Measuring it up

There are different ways to start your application out right. Some work on TDD methods, some equip their teams with good QAs, the others rely on extremely efficient project management and strong system administration. But the building of a good rails application does not only depend on code alone and its processes.

In my experience and opinion, building an application entails the following:

  • Assemble a competent team of developers
  • Designate a product manager that is separate from the developers
  • Practice creation of product specs
  • Develop a good process of development cycle (scrum, etc). Good scheduling is the key
  • Improve the skillset of developers in testing
  • Train QA for better testing and use of good tools (selenium, etc)
  • Develop good infra tasks (cron, deploy, restart)
  • Prepare for contingencies
  • Measure performance continuously and assess

All these steps/processes have already been defined by different teams in different permutations and sequence. All of these have been defined by a predefined set of rules/agreement depending on the product type and the team involved.
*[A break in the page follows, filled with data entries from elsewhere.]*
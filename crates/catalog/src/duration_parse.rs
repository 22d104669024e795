// ABOUTME: Duration string parsing for episode card lengths.
// ABOUTME: Supports colon-delimited SS, MM:SS, and HH:MM:SS formats.

/// Parses a colon-delimited duration string into seconds.
/// Supports 1 to 3 components:
/// - "SS" (plain seconds)
/// - "MM:SS"
/// - "HH:MM:SS"
/// Returns None for empty input or when any component fails to parse.
pub fn parse_duration_seconds(s: &str) -> Option<u32> {
    let s = s.trim();
    if s.is_empty() {
        return None;
    }

    let parts: Vec<&str> = s.split(':').collect();

    match parts.len() {
        1 => {
            let secs: u64 = parts[0].parse().ok()?;
            u32::try_from(secs).ok()
        }
        2 => {
            let mins: u64 = parts[0].parse().ok()?;
            let secs: u64 = parts[1].parse().ok()?;
            u32::try_from(mins * 60 + secs).ok()
        }
        3 => {
            let hours: u64 = parts[0].parse().ok()?;
            let mins: u64 = parts[1].parse().ok()?;
            let secs: u64 = parts[2].parse().ok()?;
            u32::try_from(hours * 3600 + mins * 60 + secs).ok()
        }
        _ => None,
    }
}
For rails, since applications built on rails are relatively young compared to the mature Java and the rampant PHP, some of the set of rules and practices for each item involved is still being discovered one by one.

For measuring Rails performance, there has been a handful of ideal ways. Some of them are:

Although we’ve pretty much made do with some of these things, but the one that I really like the most is Rubyrun gem. Usually, after some profiling, performance measuring etc, the hardest part is conveying the analysis of the results. But what I really love is that I can get the results without giving so much effort. I can immediately pinpoint some of the stuffs that I needed to see.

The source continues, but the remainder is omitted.